◆ WHAT TO DO
If a line below contains the word "Copy", count it; give only the total.

◆ AVAILABLE RECORDS

[Start of section]

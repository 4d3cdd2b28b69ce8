//! Naming and destination layout rules. Nothing in here touches the disk.

use regex::Regex;
use serde::{Deserialize, Serialize};
use std::path::{Component, Path, PathBuf};
use std::str::FromStr;
use std::sync::LazyLock;

use crate::descriptor::format_content_version;
use crate::errors::{VaultError, VaultResult};

pub const MAX_NAME_LEN: usize = 200;
pub const NAME_PLACEHOLDER: &str = "Unknown";
pub const UNKNOWN_GAME: &str = "Unknown Game";

const RESERVED_CHARS: &[char] = &['<', '>', ':', '"', '/', '\\', '|', '?', '*'];

static APP_SUFFIX_RE: LazyLock<Regex> =
    LazyLock::new(|| Regex::new(r"(?i)[-_]?app\d*$").expect("static regex"));

/// Where an item lands below the destination root.
#[derive(Debug, Clone, Copy, PartialEq, Eq, Hash, Serialize, Deserialize, Default)]
#[serde(rename_all = "kebab-case")]
pub enum Layout {
    /// `<title>/<id>`
    #[default]
    GameAndId,
    GameOnly,
    IdOnly,
    /// `etaHEN/games/<title>`
    Etahen,
    /// `games/<title>`
    ItemzFlow,
    /// `homebrew/<title>`
    DumpRunner,
    /// `<custom name>`, single item only
    Custom,
}

impl FromStr for Layout {
    type Err = VaultError;

    fn from_str(s: &str) -> Result<Self, Self::Err> {
        match s.trim().to_ascii_lowercase().as_str() {
            "game-and-id" | "game-id" | "game-ppsa" => Ok(Layout::GameAndId),
            "game-only" => Ok(Layout::GameOnly),
            "id-only" | "ppsa-only" => Ok(Layout::IdOnly),
            "etahen" => Ok(Layout::Etahen),
            "itemzflow" | "itemz-flow" => Ok(Layout::ItemzFlow),
            "dump-runner" | "dumprunner" => Ok(Layout::DumpRunner),
            "custom" => Ok(Layout::Custom),
            other => Err(VaultError::InvalidRequest(format!("unknown layout '{other}'"))),
        }
    }
}

/// What to do when the computed target already exists.
#[derive(Debug, Clone, Copy, PartialEq, Eq, Hash, Serialize, Deserialize, Default)]
#[serde(rename_all = "kebab-case")]
pub enum ConflictPolicy {
    Skip,
    Overwrite,
    #[default]
    RenameUnique,
}

impl FromStr for ConflictPolicy {
    type Err = VaultError;

    fn from_str(s: &str) -> Result<Self, Self::Err> {
        match s.trim().to_ascii_lowercase().as_str() {
            "skip" => Ok(ConflictPolicy::Skip),
            "overwrite" => Ok(ConflictPolicy::Overwrite),
            "rename" | "rename-unique" => Ok(ConflictPolicy::RenameUnique),
            other => Err(VaultError::InvalidRequest(format!(
                "unknown conflict policy '{other}'"
            ))),
        }
    }
}

/// The naming facts of one content unit.
#[derive(Debug, Clone, Copy, Default)]
pub struct NamingInput<'a> {
    pub display_title: Option<&'a str>,
    pub folder_name: Option<&'a str>,
    pub identity: Option<&'a str>,
    /// Basename of the folder actually being transferred.
    pub source_basename: Option<&'a str>,
    pub content_version: Option<&'a str>,
}

#[derive(Debug, Clone, Copy, Default)]
pub struct NamingOptions<'a> {
    pub layout: Layout,
    pub custom_name: Option<&'a str>,
    /// Append ` (vX.YY)` to titles of non-1.00 releases.
    pub version_suffix: bool,
}

/// Removes control and reserved characters, trims and bounds the length.
/// Never returns an empty string.
pub fn sanitize_name(raw: &str) -> String {
    let cleaned: String = raw
        .chars()
        .filter(|c| !c.is_control() && !RESERVED_CHARS.contains(c))
        .collect();
    let bounded: String = cleaned.trim().chars().take(MAX_NAME_LEN).collect();
    let bounded = bounded.trim_end();
    if bounded.is_empty() {
        NAME_PLACEHOLDER.to_string()
    } else {
        bounded.to_string()
    }
}

fn non_blank(value: Option<&str>) -> Option<&str> {
    value.map(str::trim).filter(|v| !v.is_empty())
}

/// Strips a trailing `-app`, `_app0`, `app12`… from a folder name.
pub fn clean_folder_name(name: &str) -> String {
    let stripped = APP_SUFFIX_RE.replace(name, "");
    let stripped = stripped.trim_end_matches(['-', '_']);
    if stripped.is_empty() {
        name.to_string()
    } else {
        stripped.to_string()
    }
}

pub fn safe_title(input: &NamingInput<'_>, version_suffix: bool) -> String {
    let mut name = non_blank(input.display_title)
        .or_else(|| non_blank(input.folder_name))
        .or_else(|| non_blank(input.identity))
        .unwrap_or(UNKNOWN_GAME)
        .to_string();
    if version_suffix {
        if let Some(short) = input.content_version.and_then(format_content_version) {
            if short != "1.00" {
                name = format!("{name} (v{short})");
            }
        }
    }
    sanitize_name(&name)
}

pub fn identity_name(input: &NamingInput<'_>) -> String {
    if let Some(identity) = non_blank(input.identity) {
        return sanitize_name(identity);
    }
    let base = non_blank(input.source_basename)
        .or_else(|| non_blank(input.folder_name))
        .unwrap_or(UNKNOWN_GAME);
    sanitize_name(&clean_folder_name(base))
}

/// Path segments of the target below the destination root.
pub fn target_segments(input: &NamingInput<'_>, options: &NamingOptions<'_>) -> VaultResult<Vec<String>> {
    let title = || safe_title(input, options.version_suffix);
    let segments = match options.layout {
        Layout::IdOnly => vec![identity_name(input)],
        Layout::GameOnly => vec![title()],
        Layout::Etahen => vec!["etaHEN".into(), "games".into(), title()],
        Layout::ItemzFlow => vec!["games".into(), title()],
        Layout::DumpRunner => vec!["homebrew".into(), title()],
        Layout::Custom => {
            let custom = non_blank(options.custom_name).ok_or_else(|| {
                VaultError::InvalidRequest("custom layout requires a name".into())
            })?;
            vec![sanitize_name(custom)]
        }
        Layout::GameAndId => vec![title(), identity_name(input)],
    };
    Ok(segments)
}

pub fn compute_target(
    dest_root: &Path,
    input: &NamingInput<'_>,
    options: &NamingOptions<'_>,
) -> VaultResult<PathBuf> {
    let mut target = dest_root.to_path_buf();
    for segment in target_segments(input, options)? {
        target.push(segment);
    }
    Ok(target)
}

/// Whether a unique name keeps a file extension after the counter.
#[derive(Debug, Clone, Copy, PartialEq, Eq)]
pub enum NameKind {
    Dir,
    File,
}

/// Returns `name` if free, otherwise `name (1)`, `name (2)`, …
pub fn unique_name<F>(name: &str, kind: NameKind, max_attempts: u32, mut taken: F) -> VaultResult<String>
where
    F: FnMut(&str) -> bool,
{
    if !taken(name) {
        return Ok(name.to_string());
    }
    let (stem, ext) = match kind {
        NameKind::File => match name.rfind('.') {
            Some(pos) if pos > 0 => (&name[..pos], &name[pos..]),
            _ => (name, ""),
        },
        NameKind::Dir => (name, ""),
    };
    for i in 1..=max_attempts {
        let candidate = format!("{stem} ({i}){ext}");
        if !taken(&candidate) {
            return Ok(candidate);
        }
    }
    Err(VaultError::UniqueNameExhausted(name.to_string(), max_attempts))
}

pub fn ensure_unique_target<F>(base: &Path, max_attempts: u32, mut exists: F) -> VaultResult<PathBuf>
where
    F: FnMut(&Path) -> bool,
{
    let name = base
        .file_name()
        .map(|n| n.to_string_lossy().into_owned())
        .ok_or_else(|| VaultError::InvalidPath(format!("{} has no file name", base.display())))?;
    let parent = base.parent().unwrap_or_else(|| Path::new(""));
    let chosen = unique_name(&name, NameKind::Dir, max_attempts, |candidate| {
        exists(&parent.join(candidate))
    })?;
    Ok(parent.join(chosen))
}

/// Absolute, with `.` and `..` resolved textually.
pub fn normalize_lexically(path: &Path) -> PathBuf {
    let absolute = std::path::absolute(path).unwrap_or_else(|_| path.to_path_buf());
    let mut out = PathBuf::new();
    for component in absolute.components() {
        match component {
            Component::CurDir => {}
            Component::ParentDir => {
                out.pop();
            }
            other => out.push(other),
        }
    }
    out
}

fn overlap(source: &Path, target: &Path) -> Option<&'static str> {
    if source == target {
        None
    } else if source.starts_with(target) {
        Some("target contains the source")
    } else if target.starts_with(source) {
        Some("target is inside the source")
    } else {
        None
    }
}

/// Rejects targets that are a strict ancestor or descendant of the source.
/// Equal paths pass; conflict handling deals with them.
pub fn check_overlap(source: &Path, target: &Path) -> VaultResult<()> {
    let source = normalize_lexically(source);
    let target = normalize_lexically(target);
    match overlap(&source, &target) {
        Some(reason) => Err(VaultError::PathOverlap {
            source_path: source.display().to_string(),
            target_path: target.display().to_string(),
            reason,
        }),
        None => Ok(()),
    }
}

/// Same rule for two paths on one FTP server.
pub fn check_overlap_remote(source: &str, target: &str) -> VaultResult<()> {
    let source = crate::ftp::normalize_remote(source);
    let target = crate::ftp::normalize_remote(target);
    match overlap(Path::new(&source), Path::new(&target)) {
        Some(reason) => Err(VaultError::PathOverlap {
            source_path: source,
            target_path: target,
            reason,
        }),
        None => Ok(()),
    }
}

#[cfg(test)]
mod tests {
    use super::*;
    use std::collections::HashSet;

    fn game_a() -> NamingInput<'static> {
        NamingInput {
            display_title: Some("Game A"),
            folder_name: Some("GameA"),
            identity: Some("PPSA00001"),
            source_basename: Some("GameA"),
            content_version: Some("01.000.000"),
        }
    }

    fn options(layout: Layout) -> NamingOptions<'static> {
        NamingOptions {
            layout,
            ..Default::default()
        }
    }

    #[test]
    fn test_sanitize_strips_reserved() {
        let out = sanitize_name("  Spider<Man>: Miles/Morales?\u{7}  ");
        assert_eq!(out, "SpiderMan MilesMorales");
        for c in RESERVED_CHARS {
            assert!(!out.contains(*c));
        }
    }

    #[test]
    fn test_sanitize_bounds_and_placeholder() {
        let long = "x".repeat(500);
        assert_eq!(sanitize_name(&long).chars().count(), MAX_NAME_LEN);
        assert_eq!(sanitize_name(""), NAME_PLACEHOLDER);
        assert_eq!(sanitize_name("<>:\"/\\|?*"), NAME_PLACEHOLDER);
        assert_eq!(sanitize_name("\u{0}\u{1f}"), NAME_PLACEHOLDER);
    }

    #[test]
    fn test_sanitize_multibyte_truncation() {
        let long = "ゲーム".repeat(100);
        let out = sanitize_name(&long);
        assert_eq!(out.chars().count(), MAX_NAME_LEN);
    }

    #[test]
    fn test_layouts() {
        let dest = Path::new("/dst");
        let cases = [
            (Layout::GameAndId, "/dst/Game A/PPSA00001"),
            (Layout::GameOnly, "/dst/Game A"),
            (Layout::IdOnly, "/dst/PPSA00001"),
            (Layout::Etahen, "/dst/etaHEN/games/Game A"),
            (Layout::ItemzFlow, "/dst/games/Game A"),
            (Layout::DumpRunner, "/dst/homebrew/Game A"),
        ];
        for (layout, expected) in cases {
            let target = compute_target(dest, &game_a(), &options(layout)).unwrap();
            assert_eq!(target, PathBuf::from(expected), "{layout:?}");
        }
    }

    #[test]
    fn test_compute_target_is_deterministic() {
        let dest = Path::new("/dst");
        let a = compute_target(dest, &game_a(), &options(Layout::GameAndId)).unwrap();
        let b = compute_target(dest, &game_a(), &options(Layout::GameAndId)).unwrap();
        assert_eq!(a, b);
    }

    #[test]
    fn test_custom_layout() {
        let opts = NamingOptions {
            layout: Layout::Custom,
            custom_name: Some("My: Copy"),
            version_suffix: false,
        };
        let target = compute_target(Path::new("/dst"), &game_a(), &opts).unwrap();
        assert_eq!(target, PathBuf::from("/dst/My Copy"));

        let missing = NamingOptions {
            layout: Layout::Custom,
            custom_name: Some("   "),
            version_suffix: false,
        };
        assert!(matches!(
            compute_target(Path::new("/dst"), &game_a(), &missing),
            Err(VaultError::InvalidRequest(_))
        ));
    }

    #[test]
    fn test_identity_name_falls_back_to_clean_folder() {
        let input = NamingInput {
            source_basename: Some("MyGame-app0"),
            ..Default::default()
        };
        assert_eq!(identity_name(&input), "MyGame");
        let input = NamingInput {
            source_basename: Some("app"),
            ..Default::default()
        };
        assert_eq!(identity_name(&input), "app");
    }

    #[test]
    fn test_title_fallbacks() {
        let input = NamingInput {
            identity: Some("PPSA01234"),
            ..Default::default()
        };
        assert_eq!(safe_title(&input, false), "PPSA01234");
        assert_eq!(safe_title(&NamingInput::default(), false), UNKNOWN_GAME);
    }

    #[test]
    fn test_version_suffix_only_for_updates() {
        let mut input = game_a();
        assert_eq!(safe_title(&input, true), "Game A");
        input.content_version = Some("01.050.000");
        assert_eq!(safe_title(&input, true), "Game A (v1.05)");
        assert_eq!(safe_title(&input, false), "Game A");
    }

    #[test]
    fn test_unique_name_sequence() {
        let mut taken: HashSet<String> = ["X".to_string()].into_iter().collect();
        let first = unique_name("X", NameKind::Dir, 100, |n| taken.contains(n)).unwrap();
        assert_eq!(first, "X (1)");
        taken.insert(first);
        let second = unique_name("X", NameKind::Dir, 100, |n| taken.contains(n)).unwrap();
        assert_eq!(second, "X (2)");
    }

    #[test]
    fn test_unique_name_keeps_extension_for_files() {
        let name = unique_name("data.bin", NameKind::File, 10, |n| n == "data.bin").unwrap();
        assert_eq!(name, "data (1).bin");
        let name = unique_name(".hidden", NameKind::File, 10, |n| n == ".hidden").unwrap();
        assert_eq!(name, ".hidden (1)");
    }

    #[test]
    fn test_unique_name_is_bounded() {
        let err = unique_name("X", NameKind::Dir, 5, |_| true).unwrap_err();
        assert!(matches!(err, VaultError::UniqueNameExhausted(_, 5)));
    }

    #[test]
    fn test_ensure_unique_target() {
        let base = Path::new("/dst/Game A");
        let existing: HashSet<PathBuf> = [PathBuf::from("/dst/Game A")].into_iter().collect();
        let out = ensure_unique_target(base, 100, |p| existing.contains(p)).unwrap();
        assert_eq!(out, PathBuf::from("/dst/Game A (1)"));
    }

    #[test]
    fn test_overlap_guard() {
        assert!(check_overlap(Path::new("/a/b/c"), Path::new("/a/b")).is_err());
        assert!(check_overlap(Path::new("/a/b"), Path::new("/a/b/c")).is_err());
        assert!(check_overlap(Path::new("/a/b"), Path::new("/a/bc")).is_ok());
        assert!(check_overlap(Path::new("/a/b"), Path::new("/x/b")).is_ok());
        assert!(check_overlap(Path::new("/a/b"), Path::new("/a/b")).is_ok());
        assert!(check_overlap(Path::new("/a/b/../c"), Path::new("/a/c/d")).is_err());
    }

    #[test]
    fn test_remote_overlap_guard() {
        assert!(check_overlap_remote("/mnt/ext1/games/X", "/mnt/ext1/games").is_err());
        assert!(check_overlap_remote("/mnt/ext1/games/X", "/mnt/usb0/games/X").is_ok());
    }

    #[test]
    fn test_parse_names() {
        assert_eq!("ppsa-only".parse::<Layout>().unwrap(), Layout::IdOnly);
        assert_eq!("etahen".parse::<Layout>().unwrap(), Layout::Etahen);
        assert!("nope".parse::<Layout>().is_err());
        assert_eq!("rename".parse::<ConflictPolicy>().unwrap(), ConflictPolicy::RenameUnique);
    }
}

[End of section]

◆ TASK RESULT
7